The decision comes amid wider economic uncertainty and an emerging energy crisis linked to the escalating conflict between the US and Iran.
Consumer price index (CPI) inflation currently stands at 3.0%, remaining above the Bank’s 2.0% target.
In a statement, the Bank said the move reflects continued caution by policymakers, maintaining stability while closely monitoring inflationary pressures and global economic developments in the coming months.
Richard Merrett, Managing Director of Alexander Hall, said: “Recent developments in the Middle East have already been reflected within the mortgage market, with swap rates edging up and some lenders reducing product availability as they respond to short-term market movements.
“Against that backdrop, today’s decision to hold the base rate should provide reassurance for borrowers that the broader outlook remains one of stability. While the market has adjusted in response to recent movements, the medium-term picture for borrowing costs is still far more predictable than it was a year ago.

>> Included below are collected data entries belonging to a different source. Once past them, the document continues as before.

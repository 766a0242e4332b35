//! Command encoding for the form-encoded request grammar.
//!
//! A [`Command`] targets one layout and carries an ordered parameter map plus
//! an optional trailing action flag. Rendering produces the request body
//! fragment that follows `-db=<database>&`:
//!
//! ```text
//! -lay=<layout>&<key>=<value>&<bare-key>&...&<action>
//! ```

use std::fmt;

use bigdecimal::BigDecimal;
use chrono::{DateTime, NaiveDate, NaiveTime, TimeZone, Utc};
use thiserror::Error;
use url::form_urlencoded::byte_serialize;

use super::error::ErrorKind;
use super::identity::Identity;
use super::value::Value;

const RESERVED_PARAMETERS: [&str; 2] = ["-db", "-lay"];
const DATE_LAYOUT: &str = "%m/%d/%Y";
const TIME_LAYOUT: &str = "%H:%M:%S";
const TIMESTAMP_LAYOUT: &str = "%m/%d/%Y %H:%M:%S";

/// Errors raised while building a command.
#[derive(Debug, Clone, PartialEq, Eq, Error)]
pub enum CommandError {
    /// The parameter name is injected by the encoder itself.
    #[error("parameter \"{name}\" is not allowed")]
    DisallowedParameter {
        /// Offending parameter name.
        name: String,
    },
    /// The value cannot be serialised.
    #[error("value of parameter \"{name}\" is invalid: {message}")]
    InvalidValue {
        /// Parameter name.
        name: String,
        /// Why the value was rejected.
        message: String,
    },
    /// The value kind cannot be sent to the server.
    #[error(
        "value of parameter \"{name}\" must either be scalar, null, decimal or date-time, \
         found {kind}"
    )]
    UnsupportedValue {
        /// Parameter name.
        name: String,
        /// Kind of the rejected value.
        kind: String,
    },
}

impl CommandError {
    /// Command errors are always caller programming errors.
    #[must_use]
    pub const fn kind(&self) -> ErrorKind {
        ErrorKind::Validation
    }
}

/// A value accepted as a command parameter.
#[derive(Debug, Clone, PartialEq)]
pub enum ParameterValue {
    /// Serialised as a bare key.
    Null,
    /// Serialised as `1` or `0`.
    Bool(bool),
    /// Integer.
    Integer(i64),
    /// Finite floating-point number.
    Float(f64),
    /// Text; the empty string is serialised as a bare key.
    Text(String),
    /// Exact decimal, serialised without rounding.
    Decimal(BigDecimal),
    /// Calendar date as `MM/DD/YYYY`.
    Date(NaiveDate),
    /// Time of day as `HH:MM:SS`.
    Time(NaiveTime),
    /// Point in time as `MM/DD/YYYY HH:MM:SS`, normalised to UTC.
    Timestamp(DateTime<Utc>),
}

impl ParameterValue {
    /// Convert a decoded record value into a parameter.
    ///
    /// # Errors
    ///
    /// Container references cannot be written back and fail with
    /// [`CommandError::UnsupportedValue`].
    pub fn try_from_value(name: &str, value: Value) -> Result<Self, CommandError> {
        match value {
            Value::Null => Ok(Self::Null),
            Value::Text(text) => Ok(Self::Text(text)),
            Value::Number(number) => Ok(Self::Decimal(number)),
            Value::Date(date) => Ok(Self::Date(date)),
            Value::Time(time) => Ok(Self::Time(time)),
            Value::Timestamp(timestamp) => Ok(Self::from(timestamp)),
            Value::Container(_) => Err(CommandError::UnsupportedValue {
                name: name.to_owned(),
                kind: "container".to_owned(),
            }),
        }
    }

    fn validate(&self, name: &str) -> Result<(), CommandError> {
        match self {
            Self::Float(value) if !value.is_finite() => Err(CommandError::InvalidValue {
                name: name.to_owned(),
                message: format!("{value} is not a finite number"),
            }),
            _ => Ok(()),
        }
    }

    /// Textual form before URL encoding; `None` means "bare key".
    fn to_wire(&self) -> Option<String> {
        match self {
            Self::Null => None,
            Self::Text(text) if text.is_empty() => None,
            Self::Text(text) => Some(text.clone()),
            Self::Bool(value) => Some(if *value { "1" } else { "0" }.to_owned()),
            Self::Integer(value) => Some(value.to_string()),
            Self::Float(value) => Some(value.to_string()),
            Self::Decimal(value) => Some(value.to_string()),
            Self::Date(value) => Some(value.format(DATE_LAYOUT).to_string()),
            Self::Time(value) => Some(value.format(TIME_LAYOUT).to_string()),
            Self::Timestamp(value) => Some(value.format(TIMESTAMP_LAYOUT).to_string()),
        }
    }
}

impl From<bool> for ParameterValue {
    fn from(value: bool) -> Self {
        Self::Bool(value)
    }
}

impl From<i64> for ParameterValue {
    fn from(value: i64) -> Self {
        Self::Integer(value)
    }
}

impl From<u64> for ParameterValue {
    fn from(value: u64) -> Self {
        i64::try_from(value).map_or_else(|_| Self::Decimal(BigDecimal::from(value)), Self::Integer)
    }
}

impl From<f64> for ParameterValue {
    fn from(value: f64) -> Self {
        Self::Float(value)
    }
}

impl From<&str> for ParameterValue {
    fn from(value: &str) -> Self {
        Self::Text(value.to_owned())
    }
}

impl From<String> for ParameterValue {
    fn from(value: String) -> Self {
        Self::Text(value)
    }
}

impl From<BigDecimal> for ParameterValue {
    fn from(value: BigDecimal) -> Self {
        Self::Decimal(value)
    }
}

impl From<NaiveDate> for ParameterValue {
    fn from(value: NaiveDate) -> Self {
        Self::Date(value)
    }
}

impl From<NaiveTime> for ParameterValue {
    fn from(value: NaiveTime) -> Self {
        Self::Time(value)
    }
}

impl<Tz: TimeZone> From<DateTime<Tz>> for ParameterValue {
    fn from(value: DateTime<Tz>) -> Self {
        Self::Timestamp(value.with_timezone(&Utc))
    }
}

impl<T: Into<Self>> From<Option<T>> for ParameterValue {
    fn from(value: Option<T>) -> Self {
        value.map_or(Self::Null, Into::into)
    }
}

/// Ordered parameter map.
///
/// Inserting an existing key replaces its value without moving it.
///
/// # Examples
/// ```
/// use fmclient::domain::{ParameterValue, Parameters};
///
/// let mut parameters = Parameters::new();
/// parameters.insert("b", 1_i64);
/// parameters.insert("a", "x");
/// parameters.insert("b", 2_i64);
/// let keys: Vec<_> = parameters.iter().map(|(key, _)| key).collect();
/// assert_eq!(keys, ["b", "a"]);
/// assert_eq!(parameters.get("b"), Some(&ParameterValue::Integer(2)));
/// ```
#[derive(Debug, Clone, Default, PartialEq)]
pub struct Parameters {
    entries: Vec<(String, ParameterValue)>,
}

impl Parameters {
    /// Empty parameter map.
    #[must_use]
    pub const fn new() -> Self {
        Self {
            entries: Vec::new(),
        }
    }

    /// Insert or replace a parameter.
    pub fn insert(&mut self, name: impl Into<String>, value: impl Into<ParameterValue>) {
        let key = name.into();
        let parameter = value.into();
        match self.entries.iter_mut().find(|(existing, _)| *existing == key) {
            Some(entry) => entry.1 = parameter,
            None => self.entries.push((key, parameter)),
        }
    }

    /// Insert a bare key.
    pub fn insert_flag(&mut self, name: impl Into<String>) {
        self.insert(name, ParameterValue::Null);
    }

    /// Append every entry of `other`, replacing values of shared keys.
    pub fn extend(&mut self, other: Self) {
        for (name, value) in other.entries {
            self.insert(name, value);
        }
    }

    /// Value of a parameter.
    #[must_use]
    pub fn get(&self, name: &str) -> Option<&ParameterValue> {
        self.entries
            .iter()
            .find(|(key, _)| key == name)
            .map(|(_, value)| value)
    }

    /// Whether a parameter is present.
    #[must_use]
    pub fn contains(&self, name: &str) -> bool {
        self.get(name).is_some()
    }

    /// Iterate in insertion order.
    pub fn iter(&self) -> impl Iterator<Item = (&str, &ParameterValue)> {
        self.entries
            .iter()
            .map(|(key, value)| (key.as_str(), value))
    }

    /// Number of parameters.
    #[must_use]
    pub const fn len(&self) -> usize {
        self.entries.len()
    }

    /// Whether the map is empty.
    #[must_use]
    pub const fn is_empty(&self) -> bool {
        self.entries.is_empty()
    }
}

impl<K, V> FromIterator<(K, V)> for Parameters
where
    K: Into<String>,
    V: Into<ParameterValue>,
{
    fn from_iter<I: IntoIterator<Item = (K, V)>>(iter: I) -> Self {
        let mut parameters = Self::new();
        for (name, value) in iter {
            parameters.insert(name, value);
        }
        parameters
    }
}

/// Action flag appended as the trailing bare key.
#[derive(Debug, Clone, Copy, PartialEq, Eq, Hash)]
pub enum Action {
    /// `-find`: search by field criteria.
    Find,
    /// `-findall`: every record of the layout.
    FindAll,
    /// `-findany`: one random record.
    FindAny,
    /// `-findquery`: compound query.
    FindQuery,
    /// `-new`: create a record.
    New,
    /// `-edit`: modify a record.
    Edit,
    /// `-delete`: remove a record.
    Delete,
}

impl Action {
    /// Wire name of the flag.
    #[must_use]
    pub const fn as_str(self) -> &'static str {
        match self {
            Self::Find => "-find",
            Self::FindAll => "-findall",
            Self::FindAny => "-findany",
            Self::FindQuery => "-findquery",
            Self::New => "-new",
            Self::Edit => "-edit",
            Self::Delete => "-delete",
        }
    }
}

impl fmt::Display for Action {
    fn fmt(&self, f: &mut fmt::Formatter<'_>) -> fmt::Result {
        f.write_str(self.as_str())
    }
}

/// Validated request against one layout.
///
/// Commands are immutable; [`Command::with_identity`] and
/// [`Command::with_action`] return new values.
#[derive(Debug, Clone, PartialEq)]
pub struct Command {
    layout: String,
    parameters: Parameters,
    action: Option<Action>,
    identity: Option<Identity>,
}

impl Command {
    /// Build a command, validating every parameter.
    ///
    /// # Errors
    ///
    /// Returns [`CommandError::DisallowedParameter`] for `-db` or `-lay`, and
    /// [`CommandError::InvalidValue`] for values that cannot be serialised.
    ///
    /// # Examples
    /// ```
    /// use fmclient::domain::{Command, Parameters};
    ///
    /// let parameters: Parameters = [("foo", true)].into_iter().collect();
    /// let command = Command::new("foo", parameters)?;
    /// assert_eq!(command.to_string(), "-lay=foo&foo=1");
    /// # Ok::<(), fmclient::domain::CommandError>(())
    /// ```
    pub fn new(layout: impl Into<String>, parameters: Parameters) -> Result<Self, CommandError> {
        for (name, value) in parameters.iter() {
            if RESERVED_PARAMETERS.contains(&name) {
                return Err(CommandError::DisallowedParameter {
                    name: name.to_owned(),
                });
            }
            value.validate(name)?;
        }

        Ok(Self {
            layout: layout.into(),
            parameters,
            action: None,
            identity: None,
        })
    }

    /// Copy of this command with a trailing action flag.
    #[must_use]
    pub fn with_action(&self, action: Action) -> Self {
        let mut command = self.clone();
        command.action = Some(action);
        command
    }

    /// Copy of this command executed as `identity`.
    #[must_use]
    pub fn with_identity(&self, identity: Identity) -> Self {
        let mut command = self.clone();
        command.identity = Some(identity);
        command
    }

    /// Target layout.
    #[must_use]
    pub const fn layout(&self) -> &str {
        self.layout.as_str()
    }

    /// Parameters in insertion order.
    #[must_use]
    pub const fn parameters(&self) -> &Parameters {
        &self.parameters
    }

    /// Trailing action flag, if any.
    #[must_use]
    pub const fn action(&self) -> Option<Action> {
        self.action
    }

    /// Identity the command is executed as, if any.
    #[must_use]
    pub const fn identity(&self) -> Option<&Identity> {
        self.identity.as_ref()
    }

    /// Render the request body fragment.
    #[must_use]
    pub fn encode(&self) -> String {
        let mut pairs = Vec::with_capacity(self.parameters.len() + 2);
        pairs.push(format!("-lay={}", form_encode(&self.layout)));

        for (name, value) in self.parameters.iter() {
            pairs.push(match value.to_wire() {
                Some(text) => format!("{}={}", form_encode(name), form_encode(&text)),
                None => form_encode(name),
            });
        }

        if let Some(action) = self.action {
            pairs.push(action.as_str().to_owned());
        }

        pairs.join("&")
    }
}

impl fmt::Display for Command {
    fn fmt(&self, f: &mut fmt::Formatter<'_>) -> fmt::Result {
        f.write_str(&self.encode())
    }
}

/// Validate and render a request body fragment in one step.
///
/// # Errors
///
/// Propagates the validation errors of [`Command::new`].
pub fn encode(
    layout: &str,
    parameters: Parameters,
    action: Option<Action>,
) -> Result<String, CommandError> {
    let command = Command::new(layout, parameters)?;
    Ok(match action {
        Some(verb) => command.with_action(verb).encode(),
        None => command.encode(),
    })
}

/// Escape search-pattern operators so `value` matches literally.
///
/// Every occurrence of `\ = ! < ≤ > ≥ … ? @ # * " ~` and of a double slash
/// `//` gains one leading backslash.
///
/// # Examples
/// ```
/// use fmclient::domain::quote_string;
///
/// assert_eq!(quote_string("a*b"), "a\\*b");
/// assert_eq!(quote_string("1//2"), "1\\//2");
/// assert_eq!(quote_string("plain"), "plain");
/// ```
#[must_use]
pub fn quote_string(value: &str) -> String {
    let mut quoted = String::with_capacity(value.len());
    let mut chars = value.chars().peekable();

    while let Some(current) = chars.next() {
        match current {
            '/' if chars.peek() == Some(&'/') => {
                chars.next();
                quoted.push_str("\\//");
            }
            '\\' | '=' | '!' | '<' | '≤' | '>' | '≥' | '…' | '?' | '@' | '#' | '*' | '"'
            | '~' => {
                quoted.push('\\');
                quoted.push(current);
            }
            _ => quoted.push(current),
        }
    }

    quoted
}

fn form_encode(value: &str) -> String {
    byte_serialize(value.as_bytes()).collect()
}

“It’s also important to keep these changes in context. Although swap rates have increased in response to the latest global developments, they remain lower than they were this time last year.
“So while there has been some upward movement in recent weeks, the mortgage landscape is still operating from a more stable and favourable position than borrowers were facing twelve months ago.”
CEO of Foxtons, Guy Gittins, added: “Today’s decision from the Bank of England was largely expected given the market movements we’ve seen in recent weeks following developments in the Middle East.
“So far this year, we’ve seen steady growth in both house prices and supply. We expect this to continue against the backdrop of a more stable and favourable position for borrowers when compared to twelve months ago, despite recent market adjustments.”
Jonathan Samuels, CEO of specialist lender, Octane Capital, said: “Today’s decision to hold the base rate reflects a more cautious stance from the Bank of England but one that is to be expected given recent developments in the Middle East, which have already filtered through into swap rates and lender pricing.
“However, while swap rates have climbed in the short term in response to these events, they remain notably lower than they were this time last year, and by a wider margin than the increase seen since the start of the Iran conflict.
“As a result, the underlying outlook remains far more stable than it was a year ago, and holding the base rate should help lenders maintain confidence in their pricing, ensuring borrowers continue to benefit from a competitive and accessible mortgage market.”
Damien Jefferies, Founder of Jefferies London, added: “Today’s decision to hold the base rate will be viewed as a measured response to recent global developments, which have influenced sentiment across financial markets quite considerably in recent weeks.
“For international and high-net-worth buyers, consistency in monetary policy is key, so today’s decision to hold the base rate will provide some stability in this respect.
“London remains a highly attractive destination for global property investment, and in times of wider global change, we often see an increased appetite from overseas buyers looking to secure assets within established, transparent markets such as the UK.”